> Collected data:
......

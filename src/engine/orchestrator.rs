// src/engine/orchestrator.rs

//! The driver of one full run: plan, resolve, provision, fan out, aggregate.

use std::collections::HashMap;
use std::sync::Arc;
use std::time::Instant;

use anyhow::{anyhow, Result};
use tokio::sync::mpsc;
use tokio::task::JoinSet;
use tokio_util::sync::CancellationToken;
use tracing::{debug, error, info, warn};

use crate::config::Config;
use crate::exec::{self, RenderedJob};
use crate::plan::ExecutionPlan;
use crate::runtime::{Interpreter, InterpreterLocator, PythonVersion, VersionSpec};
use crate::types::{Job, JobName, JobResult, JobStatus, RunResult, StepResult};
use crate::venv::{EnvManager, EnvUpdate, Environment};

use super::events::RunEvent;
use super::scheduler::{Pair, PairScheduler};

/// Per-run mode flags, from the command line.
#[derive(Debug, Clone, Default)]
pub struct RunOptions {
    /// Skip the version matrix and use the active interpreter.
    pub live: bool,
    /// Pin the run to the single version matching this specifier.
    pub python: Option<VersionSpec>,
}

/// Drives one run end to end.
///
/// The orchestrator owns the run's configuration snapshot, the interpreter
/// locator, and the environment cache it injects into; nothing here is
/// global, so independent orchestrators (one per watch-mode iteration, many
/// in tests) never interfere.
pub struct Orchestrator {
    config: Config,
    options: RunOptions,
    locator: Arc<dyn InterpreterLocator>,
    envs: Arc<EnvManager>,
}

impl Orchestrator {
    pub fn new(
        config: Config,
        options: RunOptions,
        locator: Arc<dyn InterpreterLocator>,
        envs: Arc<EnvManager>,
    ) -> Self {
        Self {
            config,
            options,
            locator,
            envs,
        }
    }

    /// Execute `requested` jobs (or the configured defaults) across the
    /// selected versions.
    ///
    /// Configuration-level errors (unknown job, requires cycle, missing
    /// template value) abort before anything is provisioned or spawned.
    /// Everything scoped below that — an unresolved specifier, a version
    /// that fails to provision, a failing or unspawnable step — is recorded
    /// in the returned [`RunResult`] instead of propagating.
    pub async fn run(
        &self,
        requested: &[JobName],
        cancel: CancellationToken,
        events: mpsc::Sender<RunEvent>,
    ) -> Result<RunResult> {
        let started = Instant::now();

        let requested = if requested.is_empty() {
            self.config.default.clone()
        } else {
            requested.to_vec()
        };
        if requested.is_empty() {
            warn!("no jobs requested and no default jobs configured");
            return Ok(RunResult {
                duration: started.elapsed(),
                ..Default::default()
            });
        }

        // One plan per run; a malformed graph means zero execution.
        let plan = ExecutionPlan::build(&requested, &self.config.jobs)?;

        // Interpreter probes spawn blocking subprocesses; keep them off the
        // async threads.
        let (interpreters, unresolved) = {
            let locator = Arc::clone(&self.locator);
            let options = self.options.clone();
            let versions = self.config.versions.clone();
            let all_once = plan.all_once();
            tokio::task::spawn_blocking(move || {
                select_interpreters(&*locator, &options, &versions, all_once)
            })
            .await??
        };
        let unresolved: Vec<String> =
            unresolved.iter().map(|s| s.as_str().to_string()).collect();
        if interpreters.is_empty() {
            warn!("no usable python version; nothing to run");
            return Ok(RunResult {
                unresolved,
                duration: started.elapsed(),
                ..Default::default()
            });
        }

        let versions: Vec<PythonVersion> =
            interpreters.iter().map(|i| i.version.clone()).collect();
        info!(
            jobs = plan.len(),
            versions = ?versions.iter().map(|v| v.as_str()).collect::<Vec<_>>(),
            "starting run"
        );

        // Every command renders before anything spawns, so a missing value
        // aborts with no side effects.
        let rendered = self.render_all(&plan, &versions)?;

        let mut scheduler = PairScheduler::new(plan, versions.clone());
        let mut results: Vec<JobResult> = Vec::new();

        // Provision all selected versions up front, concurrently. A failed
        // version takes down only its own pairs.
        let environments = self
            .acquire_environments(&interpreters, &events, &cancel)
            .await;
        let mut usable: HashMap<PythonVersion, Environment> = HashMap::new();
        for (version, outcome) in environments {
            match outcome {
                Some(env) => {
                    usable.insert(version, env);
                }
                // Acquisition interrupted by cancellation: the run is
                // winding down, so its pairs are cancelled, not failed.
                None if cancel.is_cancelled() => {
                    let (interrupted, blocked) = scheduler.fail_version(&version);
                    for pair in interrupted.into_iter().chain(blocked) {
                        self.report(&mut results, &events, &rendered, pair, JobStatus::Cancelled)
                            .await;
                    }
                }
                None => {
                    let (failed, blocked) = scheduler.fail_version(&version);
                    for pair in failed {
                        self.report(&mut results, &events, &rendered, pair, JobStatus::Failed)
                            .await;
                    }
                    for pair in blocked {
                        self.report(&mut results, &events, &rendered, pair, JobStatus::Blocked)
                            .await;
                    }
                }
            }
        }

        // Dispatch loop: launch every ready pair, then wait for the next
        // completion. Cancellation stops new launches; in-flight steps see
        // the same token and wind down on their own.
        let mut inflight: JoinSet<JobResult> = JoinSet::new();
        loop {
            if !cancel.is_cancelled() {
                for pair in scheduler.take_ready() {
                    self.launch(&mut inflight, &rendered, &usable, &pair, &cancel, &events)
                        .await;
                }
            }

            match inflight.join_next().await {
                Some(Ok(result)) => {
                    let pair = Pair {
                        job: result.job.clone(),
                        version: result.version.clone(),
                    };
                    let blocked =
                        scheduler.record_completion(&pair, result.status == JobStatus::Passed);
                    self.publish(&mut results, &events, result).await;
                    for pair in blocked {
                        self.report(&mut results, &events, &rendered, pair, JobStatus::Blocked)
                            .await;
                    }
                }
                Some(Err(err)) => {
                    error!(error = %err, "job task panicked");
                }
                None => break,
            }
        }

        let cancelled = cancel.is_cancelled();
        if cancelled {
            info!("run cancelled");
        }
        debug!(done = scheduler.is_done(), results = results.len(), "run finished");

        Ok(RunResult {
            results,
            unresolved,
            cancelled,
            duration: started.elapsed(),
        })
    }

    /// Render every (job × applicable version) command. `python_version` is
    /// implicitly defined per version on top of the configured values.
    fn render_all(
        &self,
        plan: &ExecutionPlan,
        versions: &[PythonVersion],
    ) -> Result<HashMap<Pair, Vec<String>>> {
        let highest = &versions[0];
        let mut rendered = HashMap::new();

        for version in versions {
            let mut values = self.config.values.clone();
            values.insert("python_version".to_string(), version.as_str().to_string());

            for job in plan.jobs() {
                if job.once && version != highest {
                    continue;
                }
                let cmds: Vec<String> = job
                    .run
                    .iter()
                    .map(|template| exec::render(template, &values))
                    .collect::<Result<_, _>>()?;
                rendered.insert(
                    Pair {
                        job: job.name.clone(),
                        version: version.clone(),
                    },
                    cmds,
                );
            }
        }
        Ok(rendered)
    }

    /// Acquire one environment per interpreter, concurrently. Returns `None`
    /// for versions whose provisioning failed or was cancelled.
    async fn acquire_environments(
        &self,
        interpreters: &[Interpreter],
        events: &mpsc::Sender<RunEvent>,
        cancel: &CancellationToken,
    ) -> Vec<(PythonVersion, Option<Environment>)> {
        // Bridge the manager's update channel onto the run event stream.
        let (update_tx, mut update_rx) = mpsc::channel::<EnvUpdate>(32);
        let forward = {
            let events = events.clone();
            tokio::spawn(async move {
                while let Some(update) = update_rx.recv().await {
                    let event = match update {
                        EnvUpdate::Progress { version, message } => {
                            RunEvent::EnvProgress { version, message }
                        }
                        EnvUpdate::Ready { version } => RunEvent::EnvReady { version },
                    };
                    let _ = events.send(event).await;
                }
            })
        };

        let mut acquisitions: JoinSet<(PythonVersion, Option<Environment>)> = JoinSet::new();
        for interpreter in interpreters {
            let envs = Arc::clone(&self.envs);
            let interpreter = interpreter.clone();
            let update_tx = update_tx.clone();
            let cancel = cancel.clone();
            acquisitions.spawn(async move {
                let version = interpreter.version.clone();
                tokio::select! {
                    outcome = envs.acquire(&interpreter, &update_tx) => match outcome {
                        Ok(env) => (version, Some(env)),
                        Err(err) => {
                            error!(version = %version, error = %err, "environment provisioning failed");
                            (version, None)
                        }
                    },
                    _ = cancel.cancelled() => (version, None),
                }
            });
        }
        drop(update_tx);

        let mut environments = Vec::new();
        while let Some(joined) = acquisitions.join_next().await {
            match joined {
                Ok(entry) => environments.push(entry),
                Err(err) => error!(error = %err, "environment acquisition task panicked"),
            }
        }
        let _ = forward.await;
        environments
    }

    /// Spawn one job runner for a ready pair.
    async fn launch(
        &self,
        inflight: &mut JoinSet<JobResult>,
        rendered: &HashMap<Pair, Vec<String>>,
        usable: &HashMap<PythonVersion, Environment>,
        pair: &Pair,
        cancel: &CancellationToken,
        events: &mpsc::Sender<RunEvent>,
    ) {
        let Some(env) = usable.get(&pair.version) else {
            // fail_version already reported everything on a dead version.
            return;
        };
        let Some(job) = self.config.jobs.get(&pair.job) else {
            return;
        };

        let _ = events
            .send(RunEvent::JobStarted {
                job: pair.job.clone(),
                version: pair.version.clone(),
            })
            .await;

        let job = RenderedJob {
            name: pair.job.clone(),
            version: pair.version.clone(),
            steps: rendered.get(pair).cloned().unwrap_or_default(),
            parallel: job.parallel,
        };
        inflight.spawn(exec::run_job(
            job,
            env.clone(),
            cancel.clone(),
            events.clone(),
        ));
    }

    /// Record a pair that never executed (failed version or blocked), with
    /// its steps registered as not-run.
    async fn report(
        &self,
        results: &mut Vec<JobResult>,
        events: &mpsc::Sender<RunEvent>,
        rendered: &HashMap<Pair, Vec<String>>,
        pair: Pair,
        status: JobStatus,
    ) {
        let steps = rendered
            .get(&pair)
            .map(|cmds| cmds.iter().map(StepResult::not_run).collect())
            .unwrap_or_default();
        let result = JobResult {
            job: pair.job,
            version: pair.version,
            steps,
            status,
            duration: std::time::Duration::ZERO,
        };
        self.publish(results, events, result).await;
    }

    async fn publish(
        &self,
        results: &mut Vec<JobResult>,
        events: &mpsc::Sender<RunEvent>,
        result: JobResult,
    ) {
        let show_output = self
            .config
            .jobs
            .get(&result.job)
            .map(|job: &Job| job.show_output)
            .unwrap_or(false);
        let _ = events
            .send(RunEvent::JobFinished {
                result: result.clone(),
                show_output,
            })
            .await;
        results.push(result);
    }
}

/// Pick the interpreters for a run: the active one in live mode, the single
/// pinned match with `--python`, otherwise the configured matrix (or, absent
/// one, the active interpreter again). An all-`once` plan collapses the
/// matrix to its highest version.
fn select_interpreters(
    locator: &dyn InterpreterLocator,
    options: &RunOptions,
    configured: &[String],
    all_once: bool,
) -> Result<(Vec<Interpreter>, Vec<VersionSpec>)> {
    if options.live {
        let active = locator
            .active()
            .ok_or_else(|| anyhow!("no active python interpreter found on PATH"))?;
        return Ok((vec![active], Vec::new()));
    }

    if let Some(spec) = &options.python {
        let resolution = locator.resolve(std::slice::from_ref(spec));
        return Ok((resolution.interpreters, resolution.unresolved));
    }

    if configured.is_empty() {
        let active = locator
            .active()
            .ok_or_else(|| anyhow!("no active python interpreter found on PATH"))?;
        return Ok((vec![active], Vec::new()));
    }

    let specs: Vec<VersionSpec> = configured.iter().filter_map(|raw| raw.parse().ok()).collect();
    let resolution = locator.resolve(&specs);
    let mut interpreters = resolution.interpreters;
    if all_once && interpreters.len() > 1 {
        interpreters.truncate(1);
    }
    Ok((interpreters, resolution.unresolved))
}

......

> Work request: Beginning at the top of the data, extract each line through the line containing "nothing here is" and return those lines exactly, with nothing added.

> Written solution:
filename src/engine/orchestrator.rs
// src/engine/orchestrator.rs

//! The driver of one full run: plan, resolve, provision, fan out, aggregate.

use std::collections::HashMap;
use std::sync::Arc;
use std::time::Instant;

use anyhow::{anyhow, Result};
use tokio::sync::mpsc;
use tokio::task::JoinSet;
use tokio_util::sync::CancellationToken;
use tracing::{debug, error, info, warn};

use crate::config::Config;
use crate::exec::{self, RenderedJob};
use crate::plan::ExecutionPlan;
use crate::runtime::{Interpreter, InterpreterLocator, PythonVersion, VersionSpec};
use crate::types::{Job, JobName, JobResult, JobStatus, RunResult, StepResult};
use crate::venv::{EnvManager, EnvUpdate, Environment};

use super::events::RunEvent;
use super::scheduler::{Pair, PairScheduler};

/// Per-run mode flags, from the command line.
#[derive(Debug, Clone, Default)]
pub struct RunOptions {
    /// Skip the version matrix and use the active interpreter.
    pub live: bool,
    /// Pin the run to the single version matching this specifier.
    pub python: Option<VersionSpec>,
}

/// Drives one run end to end.
///
/// The orchestrator owns the run's configuration snapshot, the interpreter
/// locator, and the environment cache it injects into; nothing here is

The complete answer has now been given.